Anandamide, an endogenous cannabinoid, inhibits Shaker-related voltage-gated K⁺ channels

Anandamide has been identified in porcine brain as an endogenous cannabinoid receptor ligand and is believed to be a counterpart to the psychoactive component of marijuana, Δ⁹-tetrahydrocannabinol (Δ⁹-THC). Here we report that anandamide directly inhibits (IC₅₀, 2.7 μM) Shaker-related Kv1.2 K⁺ channels that are found ubiquitously in the mammalian brain. Δ⁹-THC also inhibited Kv1.2 channels with comparable potency (IC₅₀, 2.4 μM), as did several N-acyl-ethanolamides with cannabinoid receptor binding activity.
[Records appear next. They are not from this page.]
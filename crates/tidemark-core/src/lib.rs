pub mod config;
pub mod error;
pub mod event;
pub mod filter;
pub mod funnel;
pub mod journey;
pub mod matcher;
pub mod memory;
pub mod runner;
pub mod store;
pub mod telemetry;
pub mod time_range;
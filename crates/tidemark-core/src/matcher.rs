//! Page path normalization and wildcard matching for funnel steps.

/// Canonical form of a page URL: path only, no query or fragment, no trailing
/// slash (except the root), lowercased.
pub fn normalize_path(raw: &str) -> String {
    let trimmed = raw.trim();
    if trimmed.is_empty() {
        return String::new();
    }

    let path = match url::Url::parse(trimmed) {
        Ok(parsed) if parsed.has_host() => parsed.path().to_string(),
        _ => {
            let without_fragment = trimmed.split('#').next().unwrap_or(trimmed);
            without_fragment
                .split('?')
                .next()
                .unwrap_or(without_fragment)
                .trim()
                .to_string()
        }
    };

    let mut normalized = path;
    while normalized.len() > 1 && normalized.ends_with('/') {
        normalized.pop();
    }

    if normalized.is_empty() {
        "/".to_string()
    } else {
        normalized.to_lowercase()
    }
}

#[derive(Debug, Clone, PartialEq, Eq)]
enum Segment {
    Literal(String),
    /// `*`: exactly one segment.
    One,
    /// `**`: zero or more segments.
    Rest,
}

/// A compiled page pattern such as `/blog/*` or `/docs/**`.
#[derive(Debug, Clone, PartialEq, Eq)]
pub struct PathPattern {
    segments: Vec<Segment>,
}

fn split_segments(path: &str) -> Vec<&str> {
    path.split('/').filter(|s| !s.is_empty()).collect()
}

impl PathPattern {
    pub fn parse(pattern: &str) -> Self {
        let normalized = normalize_path(pattern);
        let mut segments: Vec<Segment> = Vec::new();
        for part in split_segments(&normalized) {
            let segment = match part {
                "*" => Segment::One,
                "**" => Segment::Rest,
                literal => Segment::Literal(literal.to_string()),
            };
            // `**/**` matches exactly what `**` does.
            if segment == Segment::Rest && segments.last() == Some(&Segment::Rest) {
                continue;
            }
            segments.push(segment);
        }
        Self { segments }
    }

    pub fn has_wildcards(&self) -> bool {
        self.segments
            .iter()
            .any(|s| !matches!(s, Segment::Literal(_)))
    }

    /// Matches a raw page URL; the URL is normalized first.
    pub fn matches(&self, url: &str) -> bool {
        let normalized = normalize_path(url);
        if normalized.is_empty() {
            return false;
        }
        let parts = split_segments(&normalized);
        match_segments(&self.segments, &parts)
    }
}

/// Glob match in `O(pattern × parts)`. `reachable[j]` holds when the pattern
/// consumed so far matches exactly `parts[..j]`.
fn match_segments(pattern: &[Segment], parts: &[&str]) -> bool {
    let mut reachable = vec![false; parts.len() + 1];
    reachable[0] = true;

    for segment in pattern {
        let mut next = vec![false; parts.len() + 1];
        match segment {
            Segment::Rest => {
                let mut seen = false;
                for (j, slot) in next.iter_mut().enumerate() {
                    seen |= reachable[j];
                    *slot = seen;
                }
            }
            Segment::One => {
                for j in 1..=parts.len() {
                    next[j] = reachable[j - 1];
                }
            }
            Segment::Literal(lit) => {
                for j in 1..=parts.len() {
                    next[j] = reachable[j - 1] && parts[j - 1] == lit.as_str();
                }
            }
        }
        if !next.iter().any(|&r| r) {
            return false;
        }
        reachable = next;
    }
    reachable[parts.len()]
}
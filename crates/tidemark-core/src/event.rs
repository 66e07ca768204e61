use anyhow::{anyhow, Result};
use chrono::{DateTime, Utc};
use serde::{Deserialize, Serialize};

#[derive(Debug, Clone, Copy, PartialEq, Eq, Hash, Serialize, Deserialize)]
#[serde(rename_all = "snake_case")]
pub enum EventType {
    Pageview,
    Event,
}

impl EventType {
    pub fn as_str(&self) -> &'static str {
        match self {
            EventType::Pageview => "pageview",
            EventType::Event => "event",
        }
    }

    pub fn parse(raw: &str) -> Result<Self> {
        match raw {
            "pageview" => Ok(EventType::Pageview),
            "event" => Ok(EventType::Event),
            other => Err(anyhow!("unknown event_type: {other}")),
        }
    }
}

/// A stored analytics event. Mirrors the `events` table columns.
#[derive(Debug, Clone, Serialize, Deserialize)]
pub struct Event {
    pub id: String,
    pub website_id: String,
    pub session_id: String,
    pub visitor_id: String,
    pub event_type: EventType,
    pub url: String,
    pub referrer_domain: Option<String>,
    pub event_name: Option<String>,
    /// Serialized JSON object of custom properties.
    pub event_data: Option<String>,
    pub country: Option<String>,
    pub browser: Option<String>,
    pub os: Option<String>,
    pub device_type: Option<String>,
    pub language: Option<String>,
    pub utm_source: Option<String>,
    pub utm_medium: Option<String>,
    pub utm_campaign: Option<String>,
    pub created_at: DateTime<Utc>,
}

impl Event {
    fn blank(
        website_id: &str,
        session_id: &str,
        visitor_id: &str,
        event_type: EventType,
        url: &str,
        created_at: DateTime<Utc>,
    ) -> Self {
        Self {
            id: uuid::Uuid::new_v4().to_string(),
            website_id: website_id.to_string(),
            session_id: session_id.to_string(),
            visitor_id: visitor_id.to_string(),
            event_type,
            url: url.to_string(),
            referrer_domain: None,
            event_name: None,
            event_data: None,
            country: None,
            browser: None,
            os: None,
            device_type: None,
            language: None,
            utm_source: None,
            utm_medium: None,
            utm_campaign: None,
            created_at,
        }
    }

    pub fn pageview(
        website_id: &str,
        session_id: &str,
        visitor_id: &str,
        url: &str,
        created_at: DateTime<Utc>,
    ) -> Self {
        Self::blank(
            website_id,
            session_id,
            visitor_id,
            EventType::Pageview,
            url,
            created_at,
        )
    }

    pub fn custom(
        website_id: &str,
        session_id: &str,
        visitor_id: &str,
        event_name: &str,
        created_at: DateTime<Utc>,
    ) -> Self {
        let mut event = Self::blank(
            website_id,
            session_id,
            visitor_id,
            EventType::Event,
            "",
            created_at,
        );
        event.event_name = Some(event_name.to_string());
        event
    }

    pub fn with_id(mut self, id: &str) -> Self {
        self.id = id.to_string();
        self
    }

    pub fn with_url(mut self, url: &str) -> Self {
        self.url = url.to_string();
        self
    }

    pub fn with_data(mut self, data: serde_json::Value) -> Self {
        self.event_data = Some(data.to_string());
        self
    }

    pub fn with_country(mut self, country: &str) -> Self {
        self.country = Some(country.to_string());
        self
    }

    pub fn with_device(mut self, device_type: &str) -> Self {
        self.device_type = Some(device_type.to_string());
        self
    }

    pub fn with_utm_source(mut self, utm_source: &str) -> Self {
        self.utm_source = Some(utm_source.to_string());
        self
    }
}

/// The projection of an event the query engines consume.
#[derive(Debug, Clone, PartialEq, Serialize, Deserialize)]
pub struct EventRow {
    pub id: String,
    pub session_id: String,
    pub visitor_id: String,
    pub event_type: EventType,
    pub url: String,
    pub event_name: Option<String>,
    pub event_data: Option<String>,
    pub created_at: DateTime<Utc>,
}

impl EventRow {
    /// Look up a top-level custom property. Strings come back raw, other JSON
    /// scalars as their JSON text. Malformed `event_data` yields `None`.
    pub fn property(&self, key: &str) -> Option<String> {
        let raw = self.event_data.as_deref()?;
        let data: serde_json::Value = serde_json::from_str(raw).ok()?;
        match data.get(key)? {
            serde_json::Value::Null => None,
            serde_json::Value::String(s) => Some(s.clone()),
            other => Some(other.to_string()),
        }
    }
}

impl From<&Event> for EventRow {
    fn from(event: &Event) -> Self {
        Self {
            id: event.id.clone(),
            session_id: event.session_id.clone(),
            visitor_id: event.visitor_id.clone(),
            event_type: event.event_type,
            url: event.url.clone(),
            event_name: event.event_name.clone(),
            event_data: event.event_data.clone(),
            created_at: event.created_at,
        }
    }
}

#[cfg(test)]
mod tests {
    use super::*;
    use serde_json::json;

    #[test]
    fn property_lookup_handles_strings_numbers_and_garbage() {
        let at = Utc::now();
        let event = Event::custom("site_1", "s1", "v1", "purchase", at)
            .with_data(json!({ "plan": "pro", "seats": 3, "trial": false }));
        let row = EventRow::from(&event);
        assert_eq!(row.property("plan").as_deref(), Some("pro"));
        assert_eq!(row.property("seats").as_deref(), Some("3"));
        assert_eq!(row.property("trial").as_deref(), Some("false"));
        assert_eq!(row.property("missing"), None);

        let mut broken = row.clone();
        broken.event_data = Some("{not json".to_string());
        assert_eq!(broken.property("plan"), None);
    }

    #[test]
    fn event_type_round_trips_through_storage_strings() {
        assert_eq!(EventType::parse("pageview").ok(), Some(EventType::Pageview));
        assert_eq!(EventType::Event.as_str(), "event");
        assert!(EventType::parse("click").is_err());
    }
}
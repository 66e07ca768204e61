use serde::{Deserialize, Serialize};

use crate::event::Event;

/// Optional dimension filters applied uniformly to funnel and journey queries.
///
/// Every field is an exact match except `page` (substring of the URL) and
/// `hostname` (case-insensitive host of an absolute URL).
#[derive(Debug, Clone, Default, PartialEq, Eq, Serialize, Deserialize)]
pub struct EventFilter {
    pub country: Option<String>,
    pub page: Option<String>,
    pub referrer: Option<String>,
    pub browser: Option<String>,
    pub os: Option<String>,
    pub device: Option<String>,
    pub language: Option<String>,
    pub utm_source: Option<String>,
    pub utm_medium: Option<String>,
    pub utm_campaign: Option<String>,
    pub hostname: Option<String>,
}

fn eq_opt(wanted: &Option<String>, actual: &Option<String>) -> bool {
    match wanted {
        Some(w) => actual.as_deref() == Some(w.as_str()),
        None => true,
    }
}

pub(crate) fn url_host(raw: &str) -> Option<String> {
    url::Url::parse(raw.trim())
        .ok()
        .and_then(|u| u.host_str().map(str::to_lowercase))
}

impl EventFilter {
    pub fn is_empty(&self) -> bool {
        *self == EventFilter::default()
    }

    pub fn matches(&self, event: &Event) -> bool {
        if let Some(page) = &self.page {
            if !event.url.contains(page.as_str()) {
                return false;
            }
        }
        if let Some(hostname) = &self.hostname {
            if url_host(&event.url).as_deref() != Some(hostname.to_lowercase().as_str()) {
                return false;
            }
        }
        eq_opt(&self.country, &event.country)
            && eq_opt(&self.referrer, &event.referrer_domain)
            && eq_opt(&self.browser, &event.browser)
            && eq_opt(&self.os, &event.os)
            && eq_opt(&self.device, &event.device_type)
            && eq_opt(&self.language, &event.language)
            && eq_opt(&self.utm_source, &event.utm_source)
            && eq_opt(&self.utm_medium, &event.utm_medium)
            && eq_opt(&self.utm_campaign, &event.utm_campaign)
    }
}
impl FunnelEngine {
    pub fn new(events: Arc<dyn EventStore>, funnels: Arc<dyn FunnelStore>, config: &Config) -> Self {
        Self {
            events,
            funnels,
            runner: QueryRunner::from_config(config),
            max_event_rows: config.max_event_rows,
            max_funnels: config.max_funnels_per_website,
        }
    }

    /// Share a runner (and its supersession registry) with other engines.
    pub fn with_runner(mut self, runner: QueryRunner) -> Self {
        self.runner = runner;
        self
    }

    pub async fn analyze(
        &self,
        website_id: &str,
        steps: &[FunnelStep],
        window: &ResolvedWindow,
        filter: &EventFilter,
    ) -> Result<Vec<FunnelStepResult>, QueryError> {
        self.analyze_by(website_id, steps, window, filter, CountBy::Session)
            .await
    }

    pub async fn analyze_by(
        &self,
        website_id: &str,
        steps: &[FunnelStep],
        window: &ResolvedWindow,
        filter: &EventFilter,
        count_by: CountBy,
    ) -> Result<Vec<FunnelStepResult>, QueryError> {
        validate_steps(steps)?;

        let mut criteria: Vec<MatchCriteria> = Vec::with_capacity(steps.len());
        for step in steps {
            let c = step.criteria();
            if !criteria.contains(&c) {
                criteria.push(c);
            }
        }
        let query = EventQuery::for_window(website_id, window, filter).with_criteria(criteria);
        let rows = self
            .runner
            .fetch_events(self.events.as_ref(), query, self.max_event_rows)
            .await?;

        let owned_steps = steps.to_vec();
        let counts = tokio::task::spawn_blocking(move || count_progress(&owned_steps, &rows, count_by))
            .await
            .map_err(|e| QueryError::Store(anyhow::anyhow!("funnel computation task failed: {e}")))?;
        tracing::debug!(
            website_id,
            steps = steps.len(),
            entered = counts.first().copied().unwrap_or(0),
            "funnel analyzed"
        );
        Ok(compute_step_results(steps, &counts))
    }

    /// Current and previous period, issued concurrently.
    pub async fn analyze_with_previous(
        &self,
        website_id: &str,
        steps: &[FunnelStep],
        window: &ResolvedWindow,
        filter: &EventFilter,
    ) -> Compared<Vec<FunnelStepResult>> {
        let previous_window = window.previous_period();
        let current = self.analyze(website_id, steps, window, filter);
        let previous = async {
            match &previous_window {
                Some(previous) => Some(self.analyze(website_id, steps, previous, filter).await),
                None => None,
            }
        };
        let (current, previous) = tokio::join!(current, previous);
        Compared { current, previous }
    }

    /// Like [`analyze`](Self::analyze), superseding any in-flight call made
    /// under the same `identity`.
    pub async fn analyze_tracked(
        &self,
        identity: &str,
        website_id: &str,
        steps: &[FunnelStep],
        window: &ResolvedWindow,
        filter: &EventFilter,
    ) -> Result<Vec<FunnelStepResult>, QueryError> {
        self.runner
            .run_tracked(identity, self.analyze(website_id, steps, window, filter))
            .await
    }

    /// Persist a funnel definition without analyzing it. Updates in place
    /// when `existing_id` is given.
    pub async fn save(
        &self,
        website_id: &str,
        name: &str,
        steps: Vec<FunnelStep>,
        existing_id: Option<&str>,
    ) -> Result<SavedFunnel, QueryError> {
        let name = validate_name(name)?;
        validate_steps(&steps)?;
        let draft = FunnelDraft { name, steps };

        let saved = match existing_id {
            Some(funnel_id) => self
                .runner
                .run(
                    "update_funnel",
                    self.funnels.update_funnel(website_id, funnel_id, &draft),
                )
                .await
                .map_err(conflict_to_validation)?
                .ok_or_else(|| QueryError::not_found("funnel", funnel_id))?,
            None => self
                .runner
                .run(
                    "create_funnel",
                    self.funnels
                        .create_funnel(website_id, &draft, self.max_funnels),
                )
                .await
                .map_err(conflict_to_validation)?,
        };

        tracing::info!(
            website_id,
            funnel_id = %saved.id,
            steps = saved.steps.len(),
            updated = existing_id.is_some(),
            "funnel saved"
        );
        Ok(saved)
    }

    pub async fn delete(&self, website_id: &str, funnel_id: &str) -> Result<(), QueryError> {
        let deleted = self
            .runner
            .run(
                "delete_funnel",
                self.funnels.delete_funnel(website_id, funnel_id),
            )
            .await?;
        if !deleted {
            return Err(QueryError::not_found("funnel", funnel_id));
        }
        tracing::info!(website_id, funnel_id, "funnel deleted");
        Ok(())
    }

    pub async fn get(&self, website_id: &str, funnel_id: &str) -> Result<SavedFunnel, QueryError> {
        self.runner
            .run("get_funnel", self.funnels.get_funnel(website_id, funnel_id))
            .await?
            .ok_or_else(|| QueryError::not_found("funnel", funnel_id))
    }

    pub async fn list(&self, website_id: &str) -> Result<Vec<SavedFunnel>, QueryError> {
        self.runner
            .run("list_funnels", self.funnels.list_funnels(website_id))
            .await
    }

    pub async fn analyze_saved(
        &self,
        website_id: &str,
        funnel_id: &str,
        window: &ResolvedWindow,
        filter: &EventFilter,
    ) -> Result<FunnelReport, QueryError> {
        let funnel = self.get(website_id, funnel_id).await?;
        let steps = self
            .analyze(website_id, &funnel.steps, window, filter)
            .await?;
        let total_entered = steps.first().map_or(0, |s| s.visitor_count);
        let final_conversion_rate = steps.last().map_or(0.0, |s| s.conversion_rate);
        Ok(FunnelReport {
            funnel_id: Some(funnel.id),
            name: Some(funnel.name),
            window: window.clone(),
            total_entered,
            final_conversion_rate,
            steps,
        })
    }
}
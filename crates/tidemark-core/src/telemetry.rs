use tracing_subscriber::EnvFilter;

/// Install structured JSON logging. `RUST_LOG` takes precedence; `directive`
/// (e.g. `"tidemark=info"`) is added on top. Returns `false` when a global
/// subscriber was already installed.
pub fn init_tracing(directive: &str) -> anyhow::Result<bool> {
    let filter = EnvFilter::from_default_env().add_directive(directive.parse()?);
    Ok(tracing_subscriber::fmt()
        .with_env_filter(filter)
        .json()
        .try_init()
        .is_ok())
}
//! Delimiter set of a single message

use crate::error::{Er7Error, Result};
use crate::model::Segment;
use serde::{Deserialize, Serialize};
use std::fmt;

/// Segment names whose first two fields define the delimiters themselves
pub const CONTROL_SEGMENTS: [&str; 3] = ["MSH", "FHS", "BHS"];

/// Segment delimiter used between lines of a message
pub const SEGMENT_DELIMITER: char = '\r';

/// Check whether a segment name is one of the delimiter-defining segments
pub fn is_control_segment(name: &str) -> bool {
    CONTROL_SEGMENTS.contains(&name)
}

/// The five delimiter characters of one message
///
/// Extracted once from the control segment of a message and never mutated.
/// Equal delimiter sets share one escape table (see [`super::Escape`]).
#[derive(Debug, Clone, Copy, PartialEq, Eq, Hash, Serialize, Deserialize)]
pub struct EncodingCharacters {
    field: char,
    component: char,
    repetition: char,
    escape: char,
    subcomponent: char,
}

impl Default for EncodingCharacters {
    fn default() -> Self {
        Self {
            field: '|',
            component: '^',
            repetition: '~',
            escape: '\\',
            subcomponent: '&',
        }
    }
}

impl EncodingCharacters {
    /// Build a delimiter set from a field separator and the MSH-2 text
    ///
    /// `encoding` must start with the component, repetition, escape and
    /// subcomponent characters, in that order. Characters after the fourth
    /// (such as the v2.7 truncation character) are ignored.
    pub fn new(field: char, encoding: &str) -> Result<Self> {
        let mut chars = encoding.chars();
        let (Some(component), Some(repetition), Some(escape), Some(subcomponent)) =
            (chars.next(), chars.next(), chars.next(), chars.next())
        else {
            return Err(Er7Error::MalformedHeader(format!(
                "encoding characters '{encoding}' must contain at least 4 characters"
            )));
        };

        let result = Self {
            field,
            component,
            repetition,
            escape,
            subcomponent,
        };
        result.validate()?;
        Ok(result)
    }

    /// Extract the delimiter set from the first line of a message
    ///
    /// The text must start with a control segment name; the 4th character is
    /// the field separator and the next four are the encoding characters.
    pub fn from_header(text: &str) -> Result<Self> {
        let text = text.trim_start();
        let name: String = text.chars().take(3).collect();
        if !is_control_segment(&name) {
            return Err(Er7Error::MalformedHeader(format!(
                "message must start with one of {CONTROL_SEGMENTS:?}, found '{name}'"
            )));
        }

        let mut rest = text.chars().skip(3);
        let field = rest.next().ok_or_else(|| {
            Er7Error::MalformedHeader(format!("{name} segment has no field separator"))
        })?;
        let encoding: String = rest
            .take_while(|c| *c != field && *c != '\r' && *c != '\n')
            .collect();
        Self::new(field, &encoding)
    }

    /// Read the delimiter set back out of a control segment (MSH-1 and MSH-2)
    pub fn from_segment(segment: &Segment) -> Result<Self> {
        if !is_control_segment(segment.name()) {
            return Err(Er7Error::MalformedHeader(format!(
                "'{}' is not a control segment",
                segment.name()
            )));
        }

        let separator = segment.value(1, 0, 1, 1).unwrap_or_default();
        let mut separator_chars = separator.chars();
        let field = match (separator_chars.next(), separator_chars.next()) {
            (Some(c), None) => c,
            _ => {
                return Err(Er7Error::MalformedHeader(format!(
                    "{}-1 must be exactly one character, found '{separator}'",
                    segment.name()
                )));
            }
        };
        let encoding = segment.value(2, 0, 1, 1).unwrap_or_default();
        Self::new(field, encoding)
    }

    fn validate(&self) -> Result<()> {
        let all = self.as_array();
        for (i, c) in all.iter().enumerate() {
            if c.is_ascii_alphanumeric() || c.is_whitespace() {
                return Err(Er7Error::MalformedHeader(format!(
                    "'{c}' cannot be used as a delimiter"
                )));
            }
            if all[i + 1..].contains(c) {
                return Err(Er7Error::MalformedHeader(format!(
                    "delimiter '{c}' is used more than once"
                )));
            }
        }
        Ok(())
    }

    /// Field separator (MSH-1)
    pub const fn field_separator(&self) -> char {
        self.field
    }

    /// Component separator
    pub const fn component_separator(&self) -> char {
        self.component
    }

    /// Repetition separator
    pub const fn repetition_separator(&self) -> char {
        self.repetition
    }

    /// Escape character
    pub const fn escape_character(&self) -> char {
        self.escape
    }

    /// Subcomponent separator
    pub const fn subcomponent_separator(&self) -> char {
        self.subcomponent
    }

    /// All five characters: field, component, repetition, escape, subcomponent
    pub const fn as_array(&self) -> [char; 5] {
        [
            self.field,
            self.component,
            self.repetition,
            self.escape,
            self.subcomponent,
        ]
    }

    /// Check whether a character is one of the five delimiters
    pub fn is_delimiter(&self, c: char) -> bool {
        self.as_array().contains(&c)
    }
}

/// Renders the MSH-2 form, e.g. `^~\&`
impl fmt::Display for EncodingCharacters {
    fn fmt(&self, f: &mut fmt::Formatter<'_>) -> fmt::Result {
        write!(
            f,
            "{}{}{}{}",
            self.component, self.repetition, self.escape, self.subcomponent
        )
    }
}

#[cfg(test)]
#[allow(clippy::expect_used, clippy::unwrap_used)]
mod tests {
    use super::*;

    #[test]
    fn test_from_header_standard() {
        let chars = EncodingCharacters::from_header("MSH|^~\\&|SENDER|FAC")
            .expect("Test operation should succeed");
        assert_eq!(chars.field_separator(), '|');
        assert_eq!(chars.component_separator(), '^');
        assert_eq!(chars.repetition_separator(), '~');
        assert_eq!(chars.escape_character(), '\\');
        assert_eq!(chars.subcomponent_separator(), '&');
        assert_eq!(chars, EncodingCharacters::default());
    }

    #[test]
    fn test_from_header_custom_delimiters() {
        let chars =
            EncodingCharacters::from_header("MSH*%$!@*APP").expect("Test operation should succeed");
        assert_eq!(chars.as_array(), ['*', '%', '$', '!', '@']);
        assert_eq!(chars.to_string(), "%$!@");
    }

    #[test]
    fn test_from_header_truncation_character_ignored() {
        let chars = EncodingCharacters::from_header("MSH|^~\\&#|APP")
            .expect("Test operation should succeed");
        assert_eq!(chars, EncodingCharacters::default());
    }

    #[test]
    fn test_from_header_leading_whitespace() {
        let chars = EncodingCharacters::from_header("\n MSH|^~\\&|APP")
            .expect("Test operation should succeed");
        assert_eq!(chars.field_separator(), '|');
    }

    #[test]
    fn test_from_header_rejects_short_block() {
        let result = EncodingCharacters::from_header("MSH|^~\\|APP");
        assert!(matches!(result, Err(Er7Error::MalformedHeader(_))));

        let result = EncodingCharacters::from_header("MSH");
        assert!(matches!(result, Err(Er7Error::MalformedHeader(_))));
    }

    #[test]
    fn test_from_header_rejects_non_control_segment() {
        let result = EncodingCharacters::from_header("PID|^~\\&|");
        assert!(matches!(result, Err(Er7Error::MalformedHeader(_))));
    }

    #[test]
    fn test_duplicate_delimiters_rejected() {
        let result = EncodingCharacters::new('|', "^^\\&");
        assert!(matches!(result, Err(Er7Error::MalformedHeader(_))));

        let result = EncodingCharacters::new('A', "^~\\&");
        assert!(matches!(result, Err(Er7Error::MalformedHeader(_))));
    }

    #[test]
    fn test_control_segment_names() {
        assert!(is_control_segment("MSH"));
        assert!(is_control_segment("FHS"));
        assert!(is_control_segment("BHS"));
        assert!(!is_control_segment("PID"));
    }
}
Potassium current inhibition occurred through a pertussis toxin-insensitive mechanism and was not prevented by the cannabinoid receptor antagonist SR141716A. Utilizing excised patches of Kv1.2 channel-rich membrane as a rapid and sensitive bioassay, we found that phospholipase D stimulated the release of an endogenous anandamide-like K⁺ channel blocker from rat brain slices. Structure-activity studies were consistent with the possibility that the released blocker was either anandamide or another N-acyl-ethanolamide.